Install the latest version of diffusers:
```
pip install git+https://github.com/huggingface/diffusers
```


```python
import torch
from diffusers import ErnieImagePipeline

pipe = ErnieImagePipeline.from_pretrained(
    "Baidu/ERNIE-Image-Turbo",
    torch_dtype=torch.bfloat16,
).to("cuda")

image = pipe(
    prompt="This is a photograph depicting an urban street scene. Shot at eye level, it shows a covered pedestrian or commercial street. Slightly below the center of the frame, a cyclist rides away from the camera toward the background, appearing as a dark silhouette against backlighting with indistinct details. The ground is paved with regular square tiles, bisected by a prominent tactile paving strip running through the scene, whose raised textures are clearly visible under the light. Light streams in diagonally from the right side of the frame, creating a strong backlight effect with a distinct Tyndall effect—visible light beams illuminating dust or vapor in the air and casting long shadows across the street. Several pedestrians appear on the left side and in the distance, some with their backs to the camera and others walking sideways, all rendered as silhouettes or semi-silhouettes. The overall color palette is warm, dominated by golden yellows and dark browns, evoking the atmosphere of dusk or early morning.",
    height=1264,
    width=848,
    num_inference_steps=8,
    guidance_scale=1.0,
    use_pe=True # use prompt enhancer
).images[0]

image.save("output.png")
```




### SGLang

Install the latest version of sglang:
```
git clone https://github.com/sgl-project/sglang.git
```

Start the server:

```bash
sglang serve --model-path baidu/ERNIE-Image-Turbo
```

Send a generation request:

```bash
curl -X POST http://localhost:30000/v1/images/generations \
  -H "Content-Type: application/json" \
  -d '{
    "prompt": "This is a photograph depicting an urban street scene.
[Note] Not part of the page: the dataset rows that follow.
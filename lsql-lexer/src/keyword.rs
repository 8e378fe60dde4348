use std::fmt;

/// The closed set of reserved words (§4.1). Case-insensitive at lex time;
/// the canonical spelling here is what `Display` renders in diagnostics.
#[derive(Debug, Clone, Copy, PartialEq, Eq, Hash)]
pub enum Keyword {
    And,
    As,
    Asc,
    Between,
    By,
    Case,
    Contains,
    Count,
    Delete,
    Desc,
    Drop,
    Else,
    End,
    Exists,
    From,
    Group,
    Having,
    Icontains,
    Ilike,
    In,
    Is,
    Isnull,
    Join,
    Left,
    Like,
    LikeRegex,
    Limit,
    Not,
    Notnull,
    Null,
    Offset,
    Or,
    Order,
    Outer,
    Rilike,
    Rlike,
    Select,
    Then,
    Update,
    Where,
}

impl Keyword {
    /// Looks up a keyword by its case-insensitive spelling. Returns `None`
    /// for anything that isn't in the closed reserved-word set — the lexer
    /// then tries the identifier rule instead.
    pub fn lookup(word: &str) -> Option<Keyword> {
        use Keyword::*;
        Some(match word.to_ascii_lowercase().as_str() {
            "and" => And,
            "as" => As,
            "asc" => Asc,
            "between" => Between,
            "by" => By,
            "case" => Case,
            "contains" => Contains,
            "count" => Count,
            "delete" => Delete,
            "desc" => Desc,
            "drop" => Drop,
            "else" => Else,
            "end" => End,
            "exists" => Exists,
            "from" => From,
            "group" => Group,
            "having" => Having,
            "icontains" => Icontains,
            "ilike" => Ilike,
            "in" => In,
            "is" => Is,
            "isnull" => Isnull,
            "join" => Join,
            "left" => Left,
            "like" => Like,
            "like_regex" => LikeRegex,
            "limit" => Limit,
            "not" => Not,
            "notnull" => Notnull,
            "null" => Null,
            "offset" => Offset,
            "or" => Or,
            "order" => Order,
            "outer" => Outer,
            "rilike" => Rilike,
            "rlike" => Rlike,
            "select" => Select,
            "then" => Then,
            "update" => Update,
            "where" => Where,
            _ => return None,
        })
    }

    /// Reserved keywords whose clause/expression behavior the parser
    /// doesn't implement; they lex fine but raise `NotImplementedToken` on
    /// first use (§4.2).
    pub fn is_reserved_unimplemented(self) -> bool {
        matches!(
            self,
            Keyword::Delete
                | Keyword::Update
                | Keyword::Drop
                | Keyword::Join
                | Keyword::Case
                | Keyword::As
                | Keyword::Left
                | Keyword::Outer
                | Keyword::Exists
                | Keyword::Is
                | Keyword::Isnull
                | Keyword::Notnull
                | Keyword::Not
                | Keyword::Else
                | Keyword::End
                | Keyword::Then
        )
    }
}

impl fmt::Display for Keyword {
    fn fmt(&self, f: &mut fmt::Formatter<'_>) -> fmt::Result {
        use Keyword::*;
        let s = match self {
            And => "AND",
            As => "AS",
            Asc => "ASC",
            Between => "BETWEEN",
            By => "BY",
            Case => "CASE",
            Contains => "CONTAINS",
            Count => "COUNT",
            Delete => "DELETE",
            Desc => "DESC",
            Drop => "DROP",
            Else => "ELSE",
            End => "END",
            Exists => "EXISTS",
            From => "FROM",
            Group => "GROUP",
            Having => "HAVING",
            Icontains => "ICONTAINS",
            Ilike => "ILIKE",
            In => "IN",
            Is => "IS",
            Isnull => "ISNULL",
            Join => "JOIN",
            Left => "LEFT",
            Like => "LIKE",
            LikeRegex => "LIKE_REGEX",
            Limit => "LIMIT",
            Not => "NOT",
            Notnull => "NOTNULL",
            Null => "NULL",
            Offset => "OFFSET",
            Or => "OR",
            Order => "ORDER",
            Outer => "OUTER",
            Rilike => "RILIKE",
            Rlike => "RLIKE",
            Select => "SELECT",
            Then => "THEN",
            Update => "UPDATE",
            Where => "WHERE",
        };
        f.write_str(s)
    }
}
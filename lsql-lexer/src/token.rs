use std::fmt;

use lsql_core::Span;

use crate::keyword::Keyword;

/// Single- and multi-character operator/punctuation kinds (§4.1, §4.2).
#[derive(Debug, Clone, Copy, PartialEq, Eq, Hash)]
pub enum OpKind {
    Concat,  // ||
    Plus,    // +
    Minus,   // -
    Star,    // *
    Slash,   // /
    Percent, // %
    Caret,   // ^
    Eq,      // =
    Lt,      // <
    Gt,      // >
    Le,      // <=
    Ge,      // >=
    Ne,      // <> or !=
    LParen,
    RParen,
    Comma,
    Dot,
}

impl OpKind {
    pub fn text(self) -> &'static str {
        use OpKind::*;
        match self {
            Concat => "||",
            Plus => "+",
            Minus => "-",
            Star => "*",
            Slash => "/",
            Percent => "%",
            Caret => "^",
            Eq => "=",
            Lt => "<",
            Gt => ">",
            Le => "<=",
            Ge => ">=",
            Ne => "<>",
            LParen => "(",
            RParen => ")",
            Comma => ",",
            Dot => ".",
        }
    }
}

impl fmt::Display for OpKind {
    fn fmt(&self, f: &mut fmt::Formatter<'_>) -> fmt::Result {
        f.write_str(self.text())
    }
}

/// A number literal's numeric base, before any unit-suffix factor is
/// applied. The suffix (if present) is carried on the token as raw text and
/// resolved by the parser (§4.1): the lexer never rejects an unrecognized
/// suffix.
#[derive(Debug, Clone, Copy, PartialEq)]
pub enum NumberValue {
    Int(i64),
    Float(f64),
}

/// Right binding powers (§4.2), exported so the parser can refer to a band
/// by name instead of repeating the magic numbers (e.g. `BETWEEN`'s second
/// operand is parsed at `RBP_BETWEEN`, and its internal `AND` delimiter is
/// recognized by stopping the first operand's parse at `RBP_AND`).
pub const RBP_TERMINATOR: u32 = 0;
pub const RBP_OR: u32 = 100;
pub const RBP_AND: u32 = 200;
pub const RBP_EQ: u32 = 300;
pub const RBP_ORDERING: u32 = 400;
pub const RBP_TEXT_MATCH: u32 = 500;
pub const RBP_BETWEEN: u32 = 600;
pub const RBP_IN: u32 = 700;
pub const RBP_CONCAT_CMP: u32 = 800;
pub const RBP_ADDITIVE: u32 = 900;
pub const RBP_MULTIPLICATIVE: u32 = 1000;
pub const RBP_POWER: u32 = 1100;
pub const RBP_CALL: u32 = 1200;

/// The discriminant of a [`Token`].
#[derive(Debug, Clone, PartialEq)]
pub enum TokenKind {
    Keyword(Keyword),
    Ident(String),
    Number {
        value: NumberValue,
        suffix: Option<String>,
    },
    String(String),
    Op(OpKind),
    EndQuery,
}

impl TokenKind {
    /// A short human name for this token's class, used in
    /// `UnexpectedToken`/`ValueExpected`/`OperatorExpected` messages.
    pub fn describe(&self) -> String {
        match self {
            TokenKind::Keyword(k) => k.to_string(),
            TokenKind::Ident(s) => format!("identifier {:?}", s),
            TokenKind::Number { .. } => "number".to_string(),
            TokenKind::String(s) => format!("string {:?}", s),
            TokenKind::Op(op) => format!("'{}'", op),
            TokenKind::EndQuery => "end of query".to_string(),
        }
    }

    /// The right binding power used by the Pratt driver (§4.2). Multiplied
    /// by 100 so later precedence levels can be inserted between existing
    /// bands without renumbering everything.
    pub fn rbp(&self) -> u32 {
        use Keyword::*;
        use OpKind::*;
        match self {
            TokenKind::EndQuery => RBP_TERMINATOR,
            TokenKind::Op(Comma) | TokenKind::Op(RParen) => RBP_TERMINATOR,
            TokenKind::Keyword(From)
            | TokenKind::Keyword(Where)
            | TokenKind::Keyword(Group)
            | TokenKind::Keyword(Having)
            | TokenKind::Keyword(Order)
            | TokenKind::Keyword(Limit)
            | TokenKind::Keyword(Offset)
            | TokenKind::Keyword(Asc)
            | TokenKind::Keyword(Desc) => RBP_TERMINATOR,
            TokenKind::Keyword(Or) => RBP_OR,
            TokenKind::Keyword(And) => RBP_AND,
            TokenKind::Op(Eq) => RBP_EQ,
            TokenKind::Op(Lt) | TokenKind::Op(Gt) => RBP_ORDERING,
            TokenKind::Keyword(Like)
            | TokenKind::Keyword(Ilike)
            | TokenKind::Keyword(Rlike)
            | TokenKind::Keyword(Rilike)
            | TokenKind::Keyword(LikeRegex)
            | TokenKind::Keyword(Contains)
            | TokenKind::Keyword(Icontains) => RBP_TEXT_MATCH,
            TokenKind::Keyword(Between) => RBP_BETWEEN,
            TokenKind::Keyword(In) => RBP_IN,
            TokenKind::Op(Concat) | TokenKind::Op(Le) | TokenKind::Op(Ge) | TokenKind::Op(Ne) => {
                RBP_CONCAT_CMP
            }
            TokenKind::Op(Plus) | TokenKind::Op(Minus) => RBP_ADDITIVE,
            TokenKind::Op(Star) | TokenKind::Op(Slash) | TokenKind::Op(Percent) => RBP_MULTIPLICATIVE,
            TokenKind::Op(Caret) => RBP_POWER,
            TokenKind::Op(LParen) => RBP_CALL,
            _ => RBP_TERMINATOR,
        }
    }
}

/// A single lexed token: its kind, the original source substring, and a
/// half-open byte-offset span into the source.
#[derive(Debug, Clone, PartialEq)]
pub struct Token {
    pub kind: TokenKind,
    pub text: String,
    pub span: Span,
}

impl Token {
    pub fn new(kind: TokenKind, text: impl Into<String>, span: Span) -> Self {
        Token {
            kind,
            text: text.into(),
            span,
        }
    }

    pub fn rbp(&self) -> u32 {
        self.kind.rbp()
    }

    pub fn is_keyword(&self, kw: Keyword) -> bool {
        matches!(&self.kind, TokenKind::Keyword(k) if *k == kw)
    }

    pub fn is_op(&self, op: OpKind) -> bool {
        matches!(&self.kind, TokenKind::Op(o) if *o == op)
    }
}

impl fmt::Display for Token {
    fn fmt(&self, f: &mut fmt::Formatter<'_>) -> fmt::Result {
        f.write_str(&self.kind.describe())
    }
}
Shot at eye level, it shows a covered pedestrian or commercial street. Slightly below the center of the frame, a cyclist rides away from the camera toward the background, appearing as a dark silhouette against backlighting with indistinct details. The ground is paved with regular square tiles, bisected by a prominent tactile paving strip running through the scene, whose raised textures are clearly visible under the light. Light streams in diagonally from the right side of the frame, creating a strong backlight effect with a distinct Tyndall effect—visible light beams illuminating dust or vapor in the air and casting long shadows across the street. Several pedestrians appear on the left side and in the distance, some with their backs to the camera and others walking sideways, all rendered as silhouettes or semi-silhouettes. The overall color palette is warm, dominated by golden yellows and dark browns, evoking the atmosphere of dusk or early morning.",
    "height": 1264,
    "width": 848,
    "num_inference_steps": 8,
    "guidance_scale": 1.0,
    "use_pe": true
  }' \
  --output output.png
```